HOW TO COMPLETE THIS TASK →
Wherever the string "CallSite" shows up in the data below, copy the whole line.

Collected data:
_ _ _ _
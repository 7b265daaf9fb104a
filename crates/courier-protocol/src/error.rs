//! Error types for the protocol layer.
//!
//! A `ProtocolError` always means the problem is in turning messages into
//! envelopes (or back), never in the network itself. The transport layer
//! wraps it when a decode fails inside `read()`.

/// Errors that can occur while encoding, decoding or registering messages.
#[derive(Debug, thiserror::Error)]
pub enum ProtocolError {
    /// Serialization failed (turning a message into JSON).
    #[error("encode failed: {0}")]
    Encode(#[source] serde_json::Error),

    /// Deserialization failed: malformed JSON, a missing `class`, or
    /// `fields` that don't match the resolved type.
    #[error("decode failed: {0}")]
    Decode(#[source] serde_json::Error),

    /// The envelope named a type that is neither registered nor the source
    /// of an adapter mapping.
    #[error("unknown message type: {0}")]
    UnknownType(String),

    /// Two registrations claimed the same identifier.
    ///
    /// Raised at registry construction time, before any message flows.
    #[error("identifier already registered: {0}")]
    DuplicateIdentifier(String),

    /// The message is structurally valid JSON but violates the envelope
    /// rules (e.g. the envelope is not an object).
    #[error("invalid message: {0}")]
    InvalidMessage(String),
}
//! The authentication contract.

use std::collections::HashMap;

use crate::AuthError;

/// Credential key for a plaintext password.
pub const PASSWORD: &str = "jio-password";

/// Credential key for a verification code (e.g. a one-time code).
pub const VERIFICATION_CODE: &str = "jio-verification-code";

/// Credential name → plaintext credential.
pub type Credentials = HashMap<String, String>;

/// Validates users and moves user data in and out of a connection context.
///
/// `C` is the connection's execution context. Users are keyed by a string
/// identifier.
///
/// # Example
///
/// ```rust
/// use courier_auth::{AuthError, Authenticator, Credentials, PASSWORD};
///
/// #[derive(Default)]
/// struct Ctx {
///     user: Option<String>,
/// }
///
/// /// One hard-coded account.
/// struct Single;
///
/// impl Authenticator<Ctx> for Single {
///     fn is_authenticated(&self, _id: &str) -> Result<bool, AuthError> {
///         Ok(false)
///     }
///     fn user_exists(&self, id: &str) -> Result<bool, AuthError> {
///         Ok(id == "admin")
///     }
///     fn credentials_valid(&self, _id: &str, creds: &Credentials) -> Result<bool, AuthError> {
///         Ok(creds.get(PASSWORD).map(String::as_str) == Some("hunter2"))
///     }
///     fn unauthenticate(&self, ctx: &mut Ctx, _id: &str) -> Result<bool, AuthError> {
///         Ok(ctx.user.take().is_some())
///     }
///     fn populate(&self, ctx: &mut Ctx, id: &str) -> Result<(), AuthError> {
///         ctx.user = Some(id.to_owned());
///         Ok(())
///     }
///     fn update(&self, _ctx: &Ctx, _id: &str) -> Result<bool, AuthError> {
///         Ok(false)
///     }
/// }
///
/// let mut ctx = Ctx::default();
/// assert!(Single.authenticate_with_password(&mut ctx, "admin", "hunter2").unwrap());
/// assert_eq!(ctx.user.as_deref(), Some("admin"));
/// ```
pub trait Authenticator<C>: Send + Sync + 'static {
    /// Whether the user is currently authenticated. Behavior for unknown
    /// users is up to the implementation.
    fn is_authenticated(&self, id: &str) -> Result<bool, AuthError>;

    fn user_exists(&self, id: &str) -> Result<bool, AuthError>;

    /// Whether `credentials` are valid for the user.
    fn credentials_valid(&self, id: &str, credentials: &Credentials) -> Result<bool, AuthError>;

    /// Checks a password stored under [`PASSWORD`].
    fn password_valid(&self, id: &str, password: &str) -> Result<bool, AuthError> {
        self.credentials_valid(id, &password_credentials(password))
    }

    /// Authenticates the user and, on success, populates `context`.
    ///
    /// Succeeds only when the user exists, is not already authenticated,
    /// and the credentials are valid. `context` is left untouched on
    /// failure.
    fn authenticate(
        &self,
        context: &mut C,
        id: &str,
        credentials: &Credentials,
    ) -> Result<bool, AuthError> {
        let can_login = self.user_exists(id)?
            && !self.is_authenticated(id)?
            && self.credentials_valid(id, credentials)?;
        if can_login {
            self.populate(context, id)?;
            tracing::debug!(user = id, "user authenticated");
        } else {
            tracing::debug!(user = id, "authentication refused");
        }
        Ok(can_login)
    }

    /// [`authenticate`](Self::authenticate) with a password stored under
    /// [`PASSWORD`].
    fn authenticate_with_password(
        &self,
        context: &mut C,
        id: &str,
        password: &str,
    ) -> Result<bool, AuthError> {
        self.authenticate(context, id, &password_credentials(password))
    }

    /// Returns `context` to an unauthenticated state.
    ///
    /// `Ok(true)` when the user was signed out and the context changed.
    fn unauthenticate(&self, context: &mut C, id: &str) -> Result<bool, AuthError>;

    /// Loads the user's data into `context`. Performs no authentication.
    fn populate(&self, context: &mut C, id: &str) -> Result<(), AuthError>;

    /// Writes the user's data from `context` back to the store.
    ///
    /// `Ok(true)` only when the store was actually modified.
    fn update(&self, context: &C, id: &str) -> Result<bool, AuthError>;
}

fn password_credentials(password: &str) -> Credentials {
    HashMap::from([(PASSWORD.to_owned(), password.to_owned())])
}
//! Subscriber setup for the `tether` binary.

use anyhow::{Context, Result};
use clap::ValueEnum;
use tracing_subscriber::{layer::SubscriberExt, util::SubscriberInitExt, EnvFilter};

/// Log line layout.
#[derive(Debug, Clone, Copy, Default, PartialEq, Eq, ValueEnum)]
pub enum LogFormat {
    /// Human-readable lines for terminals.
    #[default]
    Pretty,
    /// One JSON object per event, for log collectors.
    Json,
}

/// Installs the global subscriber.
///
/// `RUST_LOG` wins when set; otherwise `default_level` applies. Logs go to
/// stderr so command output on stdout stays machine-readable.
pub fn init(format: LogFormat, default_level: &str) -> Result<()> {
    let env_filter = EnvFilter::try_from_default_env()
        .or_else(|_| EnvFilter::try_new(default_level))
        .with_context(|| format!("invalid log filter `{default_level}`"))?;

    let registry = tracing_subscriber::registry().with(env_filter);
    match format {
        LogFormat::Json => registry
            .with(
                tracing_subscriber::fmt::layer()
                    .json()
                    .with_target(true)
                    .with_current_span(true)
                    .with_writer(std::io::stderr),
            )
            .try_init(),
        LogFormat::Pretty => registry
            .with(
                tracing_subscriber::fmt::layer()
                    .with_target(false)
                    .with_writer(std::io::stderr),
            )
            .try_init(),
    }
    .context("failed to install tracing subscriber")
}
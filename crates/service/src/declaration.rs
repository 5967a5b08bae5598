//! Service and method declarations as handed over by the service definer.
//!
//! Declarations carry exactly what resolution needs: the consumer parameter's
//! full declared type, the declared return type, and the method's annotations.
//! They (de)serialize with serde so a service can be described in JSON:
//!
//! ```json
//! {
//!   "name": "GitHub",
//!   "methods": [
//!     {
//!       "name": "listRepos",
//!       "callback_type": "Callback<List<Repo>>",
//!       "annotations": [{ "name": "GET", "value": "/users/{user}/repos" }]
//!     }
//!   ]
//! }
//! ```
//!
//! `return_type` defaults to `()` and `annotations` to none.

use adapter::{Annotation, CallSite, DeclaredType};
use serde::{Deserialize, Serialize};

use crate::identifiers::{MethodName, ServiceName};

/// One declared method of a service.
#[derive(Debug, Clone, PartialEq, Eq, Serialize, Deserialize)]
pub struct MethodDeclaration {
    /// Method name, unique within its service.
    pub name: MethodName,

    /// Declared type of the consumer parameter, e.g. `Callback<Repo>`.
    pub callback_type: DeclaredType,

    /// Declared return type. `()` when the method returns nothing.
    #[serde(default = "DeclaredType::unit")]
    pub return_type: DeclaredType,

    /// Method annotations, passed through to every factory.
    #[serde(default, skip_serializing_if = "Vec::is_empty")]
    pub annotations: Vec<Annotation>,
}

impl MethodDeclaration {
    /// A method returning `()` with no annotations.
    pub fn new(name: MethodName, callback_type: DeclaredType) -> Self {
        Self {
            name,
            callback_type,
            return_type: DeclaredType::unit(),
            annotations: Vec::new(),
        }
    }

    /// Replaces the declared return type.
    #[must_use]
    pub fn returning(mut self, return_type: DeclaredType) -> Self {
        self.return_type = return_type;
        self
    }

    /// Appends an annotation.
    #[must_use]
    pub fn annotated(mut self, annotation: Annotation) -> Self {
        self.annotations.push(annotation);
        self
    }

    /// The call site this method binds to within `service`.
    pub fn call_site(&self, service: &ServiceName) -> CallSite {
        CallSite::new(service.as_str(), self.name.as_str()).with_annotations(self.annotations.clone())
    }
}

/// A named set of method declarations.
#[derive(Debug, Clone, PartialEq, Eq, Serialize, Deserialize)]
pub struct ServiceDefinition {
    /// Service name, used as the prefix of every call site.
    pub name: ServiceName,

    /// Declared methods, in declaration order.
    #[serde(default)]
    pub methods: Vec<MethodDeclaration>,
}

impl ServiceDefinition {
    /// A service with no methods.
    pub fn new(name: ServiceName) -> Self {
        Self {
            name,
            methods: Vec::new(),
        }
    }

    /// Appends a method declaration.
    #[must_use]
    pub fn with_method(mut self, method: MethodDeclaration) -> Self {
        self.methods.push(method);
        self
    }
}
_ _ _ _
ANSWER SECTION →
use adapter::{Annotation, CallSite, DeclaredType};
    pub fn call_site(&self, service: &ServiceName) -> CallSite {
        CallSite::new(service.as_str(), self.name.as_str()).with_annotations(self.annotations.clone())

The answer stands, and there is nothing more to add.